## Problem statement
Report each line of the entries below that includes "BenchSocket".

◆ ◆ ◆

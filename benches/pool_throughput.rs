use criterion::{black_box, criterion_group, criterion_main, Criterion};
use sockpool::config::PoolConfig;
use sockpool::{PoolManager, PoolSocket};
use std::sync::Arc;
use std::thread;

struct BenchSocket(u64);

impl PoolSocket for BenchSocket {
    type Descriptor = u64;

    fn descriptor(&self) -> u64 {
        self.0
    }

    fn close(self) {}
}

fn bench_pool() -> PoolManager<BenchSocket> {
    PoolManager::new(PoolConfig {
        max_connections_per_key: 10,
        idle_timeout_secs: 0,
    })
}

fn bench_release_acquire(c: &mut Criterion) {
    let pool = bench_pool();
    pool.release(BenchSocket(1), "example.com:443", true);

    c.bench_function("release_acquire_single_thread", |b| {
        b.iter(|| {
            let socket = pool.acquire("example.com:443", true).unwrap();
            pool.release(black_box(socket), "example.com:443", true);
        });
    });
}

fn bench_contended(c: &mut Criterion) {
    let pool = Arc::new(bench_pool());
    for fd in 0..10 {
        pool.release(BenchSocket(fd), "example.com:443", true);
    }

    c.bench_function("release_acquire_4_threads", |b| {
        b.iter(|| {
            let handles: Vec<_> = (0..4)
                .map(|_| {
                    let pool = Arc::clone(&pool);
                    thread::spawn(move || {
                        for _ in 0..100 {
                            if let Some(socket) = pool.acquire("example.com:443", true) {
                                pool.release(socket, "example.com:443", true);
                            }
                        }
                    })
                })
                .collect();
            for handle in handles {
                handle.join().unwrap();
            }
        });
    });
}

fn bench_all_connection_counts(c: &mut Criterion) {
    let pool = bench_pool();
    for fd in 0..500u64 {
        pool.release(BenchSocket(fd), &format!("host-{}:80", fd % 50), false);
    }

    c.bench_function("all_connection_counts_top_5", |b| {
        b.iter(|| black_box(pool.all_connection_counts(Some(5))));
    });
}

criterion_group!(
    benches,
    bench_release_acquire,
    bench_contended,
    bench_all_connection_counts
);
criterion_main!(benches);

◆ ◆ ◆

## Your response
struct BenchSocket(u64);
impl PoolSocket for BenchSocket {
fn bench_pool() -> PoolManager<BenchSocket> {
    pool.release(BenchSocket(1), "example.com:443", true);
        pool.release(BenchSocket(fd), "example.com:443", true);
        pool.release(BenchSocket(fd), &format!("host-{}:80", fd % 50), false);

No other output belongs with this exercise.